* [Work item] Please report every line in the entries that contains the string "delete".

* [Information supplied]
_ _ _ _ _
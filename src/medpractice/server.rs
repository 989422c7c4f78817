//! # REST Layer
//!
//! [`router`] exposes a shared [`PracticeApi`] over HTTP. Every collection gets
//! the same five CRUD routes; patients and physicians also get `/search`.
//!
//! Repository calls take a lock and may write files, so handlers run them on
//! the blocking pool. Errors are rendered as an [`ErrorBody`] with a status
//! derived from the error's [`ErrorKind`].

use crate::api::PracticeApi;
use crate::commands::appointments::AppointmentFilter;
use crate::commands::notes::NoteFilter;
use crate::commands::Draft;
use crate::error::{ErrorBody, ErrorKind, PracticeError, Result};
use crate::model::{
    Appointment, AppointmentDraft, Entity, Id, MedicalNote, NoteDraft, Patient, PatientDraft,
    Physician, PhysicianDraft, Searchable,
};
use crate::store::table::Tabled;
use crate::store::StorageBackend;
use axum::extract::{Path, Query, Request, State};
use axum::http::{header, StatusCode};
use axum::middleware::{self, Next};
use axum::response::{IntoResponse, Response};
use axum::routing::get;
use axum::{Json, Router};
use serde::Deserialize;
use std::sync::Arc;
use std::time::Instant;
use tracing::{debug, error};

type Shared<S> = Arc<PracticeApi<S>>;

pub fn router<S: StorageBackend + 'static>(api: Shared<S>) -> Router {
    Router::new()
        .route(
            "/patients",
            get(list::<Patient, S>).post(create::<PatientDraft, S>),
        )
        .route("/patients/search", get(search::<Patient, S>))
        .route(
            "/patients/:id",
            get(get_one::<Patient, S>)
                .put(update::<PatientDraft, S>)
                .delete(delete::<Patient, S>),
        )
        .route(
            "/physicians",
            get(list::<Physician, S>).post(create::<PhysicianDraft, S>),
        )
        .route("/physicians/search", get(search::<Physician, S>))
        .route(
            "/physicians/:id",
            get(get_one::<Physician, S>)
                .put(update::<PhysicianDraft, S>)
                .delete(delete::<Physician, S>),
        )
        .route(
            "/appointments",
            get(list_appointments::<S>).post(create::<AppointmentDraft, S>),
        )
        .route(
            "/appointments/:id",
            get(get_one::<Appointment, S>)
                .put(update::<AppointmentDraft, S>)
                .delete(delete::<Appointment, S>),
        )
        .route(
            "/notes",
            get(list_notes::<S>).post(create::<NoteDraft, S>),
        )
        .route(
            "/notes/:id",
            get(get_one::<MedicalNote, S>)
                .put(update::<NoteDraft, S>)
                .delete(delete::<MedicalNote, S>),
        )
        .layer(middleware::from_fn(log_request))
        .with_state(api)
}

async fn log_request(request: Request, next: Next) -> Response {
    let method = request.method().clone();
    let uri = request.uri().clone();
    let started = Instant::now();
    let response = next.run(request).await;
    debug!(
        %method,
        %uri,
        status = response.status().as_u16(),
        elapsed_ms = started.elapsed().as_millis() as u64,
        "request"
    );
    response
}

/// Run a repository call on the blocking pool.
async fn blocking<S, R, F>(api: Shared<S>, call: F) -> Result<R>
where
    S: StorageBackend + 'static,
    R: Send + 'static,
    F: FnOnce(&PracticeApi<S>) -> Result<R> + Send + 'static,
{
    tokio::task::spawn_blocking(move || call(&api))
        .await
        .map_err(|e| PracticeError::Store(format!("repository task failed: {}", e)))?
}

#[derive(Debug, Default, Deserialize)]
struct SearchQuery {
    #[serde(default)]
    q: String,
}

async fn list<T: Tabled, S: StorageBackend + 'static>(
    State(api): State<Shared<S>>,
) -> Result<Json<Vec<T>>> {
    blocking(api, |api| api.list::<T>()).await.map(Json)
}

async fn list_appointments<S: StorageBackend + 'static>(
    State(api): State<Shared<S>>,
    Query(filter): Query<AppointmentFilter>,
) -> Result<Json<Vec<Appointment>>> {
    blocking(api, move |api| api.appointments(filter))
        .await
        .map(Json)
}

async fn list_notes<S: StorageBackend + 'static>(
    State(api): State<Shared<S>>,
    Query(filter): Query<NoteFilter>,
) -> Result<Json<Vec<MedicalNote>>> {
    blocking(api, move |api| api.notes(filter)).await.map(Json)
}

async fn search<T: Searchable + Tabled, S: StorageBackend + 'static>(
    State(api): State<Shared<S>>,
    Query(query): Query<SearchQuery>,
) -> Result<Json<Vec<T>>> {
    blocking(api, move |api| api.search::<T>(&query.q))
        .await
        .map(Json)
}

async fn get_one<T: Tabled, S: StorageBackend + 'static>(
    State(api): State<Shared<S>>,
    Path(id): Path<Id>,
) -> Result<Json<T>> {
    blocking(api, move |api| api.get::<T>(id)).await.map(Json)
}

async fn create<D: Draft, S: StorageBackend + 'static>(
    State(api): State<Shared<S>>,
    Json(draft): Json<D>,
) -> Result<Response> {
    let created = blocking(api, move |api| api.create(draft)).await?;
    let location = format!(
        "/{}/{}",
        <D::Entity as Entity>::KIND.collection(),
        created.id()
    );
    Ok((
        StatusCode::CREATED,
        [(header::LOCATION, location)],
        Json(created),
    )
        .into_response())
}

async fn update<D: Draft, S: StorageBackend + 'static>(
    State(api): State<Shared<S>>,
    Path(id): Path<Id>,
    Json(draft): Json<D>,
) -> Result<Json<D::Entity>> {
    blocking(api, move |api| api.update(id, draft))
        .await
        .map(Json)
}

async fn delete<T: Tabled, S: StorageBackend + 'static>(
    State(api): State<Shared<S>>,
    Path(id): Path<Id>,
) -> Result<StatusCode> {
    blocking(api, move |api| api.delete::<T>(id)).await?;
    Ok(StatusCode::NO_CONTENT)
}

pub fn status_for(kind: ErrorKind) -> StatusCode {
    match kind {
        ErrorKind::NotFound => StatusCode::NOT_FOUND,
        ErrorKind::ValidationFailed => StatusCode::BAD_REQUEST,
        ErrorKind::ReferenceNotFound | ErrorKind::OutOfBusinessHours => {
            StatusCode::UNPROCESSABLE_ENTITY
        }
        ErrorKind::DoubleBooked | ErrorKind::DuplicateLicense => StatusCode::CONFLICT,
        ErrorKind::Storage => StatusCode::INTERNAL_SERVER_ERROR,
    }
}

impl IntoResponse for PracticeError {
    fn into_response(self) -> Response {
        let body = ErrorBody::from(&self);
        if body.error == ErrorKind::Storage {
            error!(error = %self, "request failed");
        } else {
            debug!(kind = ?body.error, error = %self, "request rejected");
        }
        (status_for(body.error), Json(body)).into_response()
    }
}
_ _ _ _ _
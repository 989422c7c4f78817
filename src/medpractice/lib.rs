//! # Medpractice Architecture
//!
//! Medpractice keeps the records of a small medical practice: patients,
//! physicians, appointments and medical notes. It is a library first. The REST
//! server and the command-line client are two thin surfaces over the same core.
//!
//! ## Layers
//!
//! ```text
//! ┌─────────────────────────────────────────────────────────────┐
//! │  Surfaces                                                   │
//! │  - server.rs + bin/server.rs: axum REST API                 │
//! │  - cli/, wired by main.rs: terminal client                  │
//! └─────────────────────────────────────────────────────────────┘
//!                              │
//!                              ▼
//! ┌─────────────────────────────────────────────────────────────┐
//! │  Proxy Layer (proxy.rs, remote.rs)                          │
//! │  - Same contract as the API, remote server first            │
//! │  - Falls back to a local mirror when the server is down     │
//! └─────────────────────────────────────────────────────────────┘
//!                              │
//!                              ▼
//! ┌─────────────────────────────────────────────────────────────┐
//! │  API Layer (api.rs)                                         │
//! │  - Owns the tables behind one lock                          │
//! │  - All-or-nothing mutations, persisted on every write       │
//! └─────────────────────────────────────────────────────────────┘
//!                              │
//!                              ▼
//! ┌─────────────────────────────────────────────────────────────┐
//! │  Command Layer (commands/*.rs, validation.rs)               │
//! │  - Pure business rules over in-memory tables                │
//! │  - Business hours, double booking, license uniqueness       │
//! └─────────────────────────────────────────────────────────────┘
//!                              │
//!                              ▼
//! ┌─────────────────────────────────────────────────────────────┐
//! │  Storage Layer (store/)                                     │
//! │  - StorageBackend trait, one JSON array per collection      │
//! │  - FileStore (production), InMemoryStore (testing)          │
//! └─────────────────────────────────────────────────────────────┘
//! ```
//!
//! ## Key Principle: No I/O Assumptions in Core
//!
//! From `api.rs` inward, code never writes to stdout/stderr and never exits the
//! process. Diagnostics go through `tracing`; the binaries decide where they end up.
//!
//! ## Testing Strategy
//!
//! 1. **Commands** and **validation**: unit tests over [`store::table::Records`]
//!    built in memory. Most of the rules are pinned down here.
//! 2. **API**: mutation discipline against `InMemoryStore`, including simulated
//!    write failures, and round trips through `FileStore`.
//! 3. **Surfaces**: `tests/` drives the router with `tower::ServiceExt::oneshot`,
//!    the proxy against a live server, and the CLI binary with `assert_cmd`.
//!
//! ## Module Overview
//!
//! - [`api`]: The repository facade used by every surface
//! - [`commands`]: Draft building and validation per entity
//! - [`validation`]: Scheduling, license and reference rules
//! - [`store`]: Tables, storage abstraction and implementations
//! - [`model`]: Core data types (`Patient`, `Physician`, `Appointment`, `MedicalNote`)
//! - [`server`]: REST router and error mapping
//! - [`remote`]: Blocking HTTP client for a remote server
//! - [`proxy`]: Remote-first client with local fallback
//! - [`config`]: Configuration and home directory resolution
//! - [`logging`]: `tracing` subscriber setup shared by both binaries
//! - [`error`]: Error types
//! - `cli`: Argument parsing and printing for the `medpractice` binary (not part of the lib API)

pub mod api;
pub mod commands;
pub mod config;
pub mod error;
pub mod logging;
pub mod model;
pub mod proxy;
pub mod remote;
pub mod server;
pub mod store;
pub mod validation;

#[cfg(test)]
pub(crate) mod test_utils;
_ _ _ _ _
* [Task answer]
                .delete(delete::<Patient, S>),
                .delete(delete::<Physician, S>),
                .delete(delete::<Appointment, S>),
                .delete(delete::<MedicalNote, S>),
async fn delete<T: Tabled, S: StorageBackend + 'static>(
    blocking(api, move |api| api.delete::<T>(id)).await?;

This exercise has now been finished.